Walder, 52, will join MTR as CEO-designate on Nov. 1 and head the company on Jan. 1, according to a Hong Kong stock exchange filing today. MTR, 76.7 percent owned by the government, will pay him HK$7.2 million ($924,000) a year, an undisclosed discretionary bonus and interest in shares.
Walder will take charge of a company that’s building new lines at home and expanding overseas, and running subways and commuter railways in China, the U.K., Australia and Sweden. MTR, which also gets revenue from sales of apartments above its stations, have seen its earnings boosted by the more than 70 percent surge in Hong Kong home prices since the start of 2009.
“Much of the company’s business plan in the near future has been in place for a while,” said Jonas Kan, a Hong Kong- based analyst at Daiwa Securities Capital Markets. “The hiring of a new CEO is unlikely to change that. It’ll be a while before we can assess what impact he can bring to the company.”

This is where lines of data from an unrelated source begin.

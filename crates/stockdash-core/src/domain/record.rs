use std::fmt::{Display, Formatter};
use std::str::FromStr;

use serde::{Deserialize, Serialize};
use time::Date;

use super::period::{parse_iso_date, SENTINEL_DATE};
use crate::ValidationError;

/// Canonical daily price record after normalization.
///
/// `date` keeps the literal string received from the API so chart labels
/// match what the backend sent; use [`StockRecord::calendar_date`] for
/// ordering.
#[derive(Debug, Clone, PartialEq, Serialize, Deserialize)]
#[serde(rename_all = "camelCase")]
pub struct StockRecord {
    pub id: i64,
    pub symbol: String,
    pub date: String,
    pub open: f64,
    pub high: f64,
    pub low: f64,
    pub close: f64,
    pub volume: u64,
    pub dividends: f64,
    pub stock_splits: f64,
    #[serde(default, skip_serializing_if = "Option::is_none")]
    pub sma5: Option<f64>,
    #[serde(default, skip_serializing_if = "Option::is_none")]
    pub sma20: Option<f64>,
    #[serde(default, skip_serializing_if = "Option::is_none")]
    pub sma40: Option<f64>,
}

impl StockRecord {
    /// The record date as a calendar date.
    ///
    /// Only the leading `YYYY-MM-DD` is considered, so timestamps such as
    /// `2025-02-20T00:00:00` resolve to their day. Empty or unparseable dates
    /// resolve to [`SENTINEL_DATE`].
    pub fn calendar_date(&self) -> Date {
        self.date
            .get(..10)
            .and_then(|prefix| parse_iso_date(prefix).ok())
            .unwrap_or(SENTINEL_DATE)
    }

    pub fn moving_average(&self, average: MovingAverage) -> Option<f64> {
        match average {
            MovingAverage::Sma5 => self.sma5,
            MovingAverage::Sma20 => self.sma20,
            MovingAverage::Sma40 => self.sma40,
        }
    }

    /// `[open, high, low, close]` as consumed by candlestick charts.
    pub fn ohlc(&self) -> [f64; 4] {
        [self.open, self.high, self.low, self.close]
    }
}

/// Trailing simple moving averages the backend may precompute.
#[derive(Debug, Clone, Copy, PartialEq, Eq, PartialOrd, Ord, Hash, Serialize, Deserialize)]
#[serde(rename_all = "snake_case")]
pub enum MovingAverage {
    Sma5,
    Sma20,
    Sma40,
}

impl MovingAverage {
    pub const ALL: [MovingAverage; 3] = [Self::Sma5, Self::Sma20, Self::Sma40];

    pub const fn window(self) -> usize {
        match self {
            Self::Sma5 => 5,
            Self::Sma20 => 20,
            Self::Sma40 => 40,
        }
    }

    /// Field name used by the API payload.
    pub const fn field(self) -> &'static str {
        match self {
            Self::Sma5 => "sma5",
            Self::Sma20 => "sma20",
            Self::Sma40 => "sma40",
        }
    }
}

impl Display for MovingAverage {
    fn fmt(&self, f: &mut Formatter<'_>) -> std::fmt::Result {
        f.write_str(self.field())
    }
}

impl FromStr for MovingAverage {
    type Err = ValidationError;

    fn from_str(s: &str) -> Result<Self, Self::Err> {
        match s.trim().to_ascii_lowercase().as_str() {
            "sma5" => Ok(Self::Sma5),
            "sma20" => Ok(Self::Sma20),
            "sma40" => Ok(Self::Sma40),
            _ => Err(ValidationError::InvalidMovingAverage {
                value: s.to_owned(),
            }),
        }
    }
}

As MTA’s chief executive officer, Walder slashed 3,500 jobs and curbed overtime pay over 18 months to cut costs by $525 million
The MTR began a search for a new leader after chief executive officer Chow Chung-Kong, 60, said in December he will retire at the end of 2011. MTR has risen about 150 percent since Chow took over in December 2003, against a 78 percent increase in the benchmark Hang Seng Index.
The stock rose 0.8 percent to HK$26.85 as of 9:34 a.m. local time in Hong Kong. Walder was appointed as chief executive officer for 30 months.
During Chow’s tenure, the company merged with a Hong Kong railway operator and started work on a HK$66.9 billion line connecting the city to China’s high-speed-rail network.
MTR’s full-year underlying profit, which excludes property valuation gains or losses, climbed 19 percent to HK$8.7 billion, the company said in March.
Sales were boosted by the properties it owns around its stations. MTR is one of the biggest owners of the city’s unoccupied residential sites.
Walder, who grew up in the Rockaways section of Queens, worked for the MTA for 12 years starting in 1983. He was executive director and chief financial officer from 1993 to 1995 before leaving to head London’s transit system, where he was credited with spearheading its largest investment since World War II. He returned to the MTA in 2009.
The MTA said Walder’s efficiency measures will yield $3.8 billion in cumulative savings by 2014. In a July 20 report on the five-year capital program, Walder announced more cuts and changes that will generate $4 billion in savings.
“He set a new course for the MTA during an extremely difficult period when the agency was not given the resources required to meet the city’s needs,” New York Mayor Michael Bloomberg said in a statement.